But we all really wanted to get started sooner. So we got together and worked something out.

Two years ago, I covered George A. Romero Presents Deadtime Stories for Fangoria. Jeff Monahan wrote the three stories told in that upcoming anthology and directed one of the segments. He cast Amy in a cameo for the last story and we hung out on the set for the majority of that particularly shoot. Which took place in the historic Laurel Caverns outside of Uniontown, PA. Thirteen-plus stories down and dozens of miles long, the caverns are a natural cave formation open to the public nine months of the year. Located at the bottom of a very steep mountain road, wintertime is treacherous in that area.

But the location is beautiful inside and out and I fell in love with the idea of shooting something there, and hey, our Razor Days script requires a cave setting! So what the heck, right?

We got the ball rolling back in July. First we needed to obtain permission. Then we had to make sure the partnership was in place, legally, so we could transfer our production insurance. Then came all the team building—assembling the right people with the right skills for the right time period, then figuring out how to get them down here and then what to do with them once they arrived. All the stuff I hate to deal with. Fortunately, Amy’s really good at all this stuff. So even though she’s one of the film’s stars, she undertook most of the pre-production duties.

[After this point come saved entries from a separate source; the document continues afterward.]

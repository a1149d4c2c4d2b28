use axum::http::StatusCode;
use axum::response::{IntoResponse, Response};
use axum::Json;
use serde::Serialize;
use serde_json::Value;

#[derive(Serialize)]
pub struct ApiResponse<T>
where
    T: Serialize,
{
    pub success: bool,
    pub data: Option<T>,
    pub message: Option<String>,
}

#[derive(Serialize)]
pub struct ApiErrorBody {
    pub code: String,
    pub message: String,
    pub details: Option<Value>,
}

/// Error envelope. `message` is duplicated at the top level for clients that
/// only look for a flat `message` field.
#[derive(Serialize)]
pub struct ApiErrorResponse {
    pub success: bool,
    pub message: String,
    pub error: ApiErrorBody,
}

pub fn success<T>(data: T, message: impl Into<String>) -> impl IntoResponse
where
    T: Serialize,
{
    with_status(StatusCode::OK, data, message)
}

pub fn created<T>(data: T, message: impl Into<String>) -> impl IntoResponse
where
    T: Serialize,
{
    with_status(StatusCode::CREATED, data, message)
}

fn with_status<T>(status: StatusCode, data: T, message: impl Into<String>) -> (StatusCode, Json<ApiResponse<T>>)
where
    T: Serialize,
{
    let body = ApiResponse {
        success: true,
        data: Some(data),
        message: Some(message.into()),
    };
    (status, Json(body))
}

pub fn empty_success(message: impl Into<String>) -> impl IntoResponse {
    let body: ApiResponse<()> = ApiResponse {
        success: true,
        data: None,
        message: Some(message.into()),
    };
    (StatusCode::OK, Json(body))
}

pub fn error(
    code: &str,
    message: impl Into<String>,
    details: Option<Value>,
    status: StatusCode,
) -> Response {
    let message = message.into();
    let body = ApiErrorResponse {
        success: false,
        message: message.clone(),
        error: ApiErrorBody {
            code: code.to_string(),
            message,
            details,
        },
    };

    (status, Json(body)).into_response()
}
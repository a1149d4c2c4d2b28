use sqlx::{PgPool, Postgres, QueryBuilder, Result};
use uuid::Uuid;

use crate::models::{Event, EventChanges, EventDetail, EventFilter, NewEvent};
use crate::utils::search::contains_pattern;

const EVENT_COLUMNS: &str = "id, title, description, start_time, end_time, venue_id, category_id, \
     organizer_id, status, created_at, updated_at";

const DETAIL_SELECT: &str = "SELECT e.id, e.title, e.description, e.start_time, e.end_time, \
        e.venue_id, v.name AS venue_name, v.address AS venue_address, \
        e.category_id, c.name AS category_name, \
        e.organizer_id, u.name AS organizer_name, \
        e.status, e.created_at, e.updated_at \
     FROM events e \
     JOIN users u ON u.id = e.organizer_id \
     LEFT JOIN venues v ON v.id = e.venue_id \
     LEFT JOIN categories c ON c.id = e.category_id";

pub struct EventRepo {
    db: PgPool,
}

impl EventRepo {
    pub fn new(db: PgPool) -> Self {
        Self { db }
    }

    pub async fn list(&self, filter: &EventFilter) -> Result<Vec<EventDetail>> {
        let mut query: QueryBuilder<Postgres> = QueryBuilder::new(DETAIL_SELECT);
        query.push(" WHERE 1=1");

        if let Some(pattern) = filter.search.as_deref().and_then(contains_pattern) {
            query.push(" AND (e.title ILIKE ");
            query.push_bind(pattern.clone());
            query.push(" OR e.description ILIKE ");
            query.push_bind(pattern);
            query.push(")");
        }

        if let Some(organizer_id) = filter.organizer_id {
            query.push(" AND e.organizer_id = ");
            query.push_bind(organizer_id);
        }

        if filter.published_only {
            query.push(" AND e.status = 'PUBLISHED'");
        }

        if let Some(after) = filter.upcoming_after {
            query.push(" AND e.end_time > ");
            query.push_bind(after);
        }

        query.push(" ORDER BY e.start_time ASC, e.id ASC");

        query
            .build_query_as::<EventDetail>()
            .fetch_all(&self.db)
            .await
    }

    pub async fn get_by_id(&self, id: Uuid) -> Result<Option<Event>> {
        let sql = format!("SELECT {} FROM events WHERE id = $1", EVENT_COLUMNS);
        sqlx::query_as::<_, Event>(&sql)
            .bind(id)
            .fetch_optional(&self.db)
            .await
    }

    pub async fn get_detail(&self, id: Uuid) -> Result<Option<EventDetail>> {
        let sql = format!("{} WHERE e.id = $1", DETAIL_SELECT);
        sqlx::query_as::<_, EventDetail>(&sql)
            .bind(id)
            .fetch_optional(&self.db)
            .await
    }

    pub async fn create(&self, organizer_id: Uuid, event: NewEvent) -> Result<Event> {
        let sql = format!(
            "INSERT INTO events (id, title, description, start_time, end_time, venue_id, category_id, organizer_id, status) \
             VALUES ($1, $2, $3, $4, $5, $6, $7, $8, $9) RETURNING {}",
            EVENT_COLUMNS
        );
        sqlx::query_as::<_, Event>(&sql)
            .bind(Uuid::new_v4())
            .bind(event.title)
            .bind(event.description)
            .bind(event.start_time)
            .bind(event.end_time)
            .bind(event.venue_id)
            .bind(event.category_id)
            .bind(organizer_id)
            .bind(event.status)
            .fetch_one(&self.db)
            .await
    }

    pub async fn update(&self, id: Uuid, changes: EventChanges) -> Result<Option<Event>> {
        let sql = format!(
            "UPDATE events SET \
                title = COALESCE($2, title), \
                description = COALESCE($3, description), \
                start_time = COALESCE($4, start_time), \
                end_time = COALESCE($5, end_time), \
                venue_id = COALESCE($6, venue_id), \
                category_id = COALESCE($7, category_id), \
                status = COALESCE($8, status), \
                updated_at = NOW() \
             WHERE id = $1 RETURNING {}",
            EVENT_COLUMNS
        );
        sqlx::query_as::<_, Event>(&sql)
            .bind(id)
            .bind(changes.title)
            .bind(changes.description)
            .bind(changes.start_time)
            .bind(changes.end_time)
            .bind(changes.venue_id)
            .bind(changes.category_id)
            .bind(changes.status)
            .fetch_optional(&self.db)
            .await
    }

    pub async fn delete(&self, id: Uuid) -> Result<bool> {
        let result = sqlx::query("DELETE FROM events WHERE id = $1")
            .bind(id)
            .execute(&self.db)
            .await?;
        Ok(result.rows_affected() > 0)
    }
}
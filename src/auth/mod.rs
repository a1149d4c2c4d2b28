use axum::{
    async_trait,
    extract::{FromRequestParts, Query},
    http::{header::AUTHORIZATION, request::Parts},
};
use serde::Deserialize;
use uuid::Uuid;

use crate::models::UserRole;
use crate::state::AppState;
use crate::utils::AppError;

pub mod jwt;
pub mod password;

pub use jwt::{Claims, JwtService};
pub use password::PasswordService;

/// The authenticated caller, resolved from a bearer token.
#[derive(Debug, Clone)]
pub struct AuthUser {
    pub id: Uuid,
    pub email: String,
    pub role: UserRole,
}

impl AuthUser {
    pub fn is_admin(&self) -> bool {
        self.role == UserRole::Admin
    }

    pub fn require_admin(&self) -> Result<(), AppError> {
        if self.is_admin() {
            Ok(())
        } else {
            Err(AppError::Forbidden("Administrator access required".to_string()))
        }
    }

    pub fn require_organizer(&self) -> Result<(), AppError> {
        if self.role.can_organize() {
            Ok(())
        } else {
            Err(AppError::Forbidden(
                "Only organizers can perform this action".to_string(),
            ))
        }
    }

    /// Ownership check for resources that belong to a user; admins pass.
    pub fn ensure_owner(&self, owner_id: Uuid, what: &str) -> Result<(), AppError> {
        if self.id == owner_id || self.is_admin() {
            Ok(())
        } else {
            Err(AppError::Forbidden(format!("You do not own this {}", what)))
        }
    }
}

impl From<Claims> for AuthUser {
    fn from(claims: Claims) -> Self {
        Self {
            id: claims.sub,
            email: claims.email,
            role: claims.role,
        }
    }
}

#[derive(Deserialize)]
struct TokenQuery {
    access_token: Option<String>,
}

/// Bearer header first; `?access_token=` for clients such as `EventSource`
/// that cannot set headers.
fn bearer_token(parts: &Parts) -> Result<Option<String>, AppError> {
    if let Some(value) = parts.headers.get(AUTHORIZATION) {
        let value = value
            .to_str()
            .map_err(|_| AppError::AuthError("Invalid authorization header".to_string()))?;
        let token = value.strip_prefix("Bearer ").ok_or_else(|| {
            AppError::AuthError("Invalid authorization header format".to_string())
        })?;
        return Ok(Some(token.trim().to_string()));
    }

    Ok(Query::<TokenQuery>::try_from_uri(&parts.uri)
        .ok()
        .and_then(|Query(q)| q.access_token)
        .filter(|t| !t.is_empty()))
}

#[async_trait]
impl FromRequestParts<AppState> for AuthUser {
    type Rejection = AppError;

    async fn from_request_parts(parts: &mut Parts, state: &AppState) -> Result<Self, Self::Rejection> {
        let token = bearer_token(parts)?
            .ok_or_else(|| AppError::AuthError("Missing authorization header".to_string()))?;
        let claims = state.jwt_service().verify_token(&token)?;
        Ok(claims.into())
    }
}

/// Like [`AuthUser`] but anonymous callers are allowed. A token that is
/// present but invalid is still rejected.
#[derive(Debug, Clone)]
pub struct MaybeAuthUser(pub Option<AuthUser>);

#[async_trait]
impl FromRequestParts<AppState> for MaybeAuthUser {
    type Rejection = AppError;

    async fn from_request_parts(parts: &mut Parts, state: &AppState) -> Result<Self, Self::Rejection> {
        match bearer_token(parts)? {
            Some(token) => {
                let claims = state.jwt_service().verify_token(&token)?;
                Ok(MaybeAuthUser(Some(claims.into())))
            }
            None => Ok(MaybeAuthUser(None)),
        }
    }
}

All the big-picture stuff fell into place rather quickly, but the details started to dissolve. Our previous insurance company had restructured during the whole “economic clusterfuck” period, so we had to scramble to find new coverage. Fortunately, Alan was able to provide that solution after weeks of false starts. (This wasn’t an option—not only did we need to provide the cavern’s administrators with proof of coverage but we weren’t about to haul a dozen or so people 100 feet into the bowels of the Earth without making sure they’d be taken care of should a vicious cave troll eat their foot during filming!) But even with Alan’s guidance, we were still racing the clock and the calendar. The caverns are closed during the week after Labor Day, then close completely the weekend after Thanksgiving due to mountain snow causing untold amounts of potential death. The closer we got to Thanksgiving, the more we risked inclement weather, postponement of production and loss of mojo.

So I lit incense to Cinemagog, the God of Fillmmaking, and left out a dollar bill as an offering to Ifirs, the God of Executive Producing, in the hopes of getting these guys on our side. I also shouted to the heavens that I was not, nor could I possibly be confused with, Terry Gilliam, so they if they could see their way towards laying off, we’d be grateful.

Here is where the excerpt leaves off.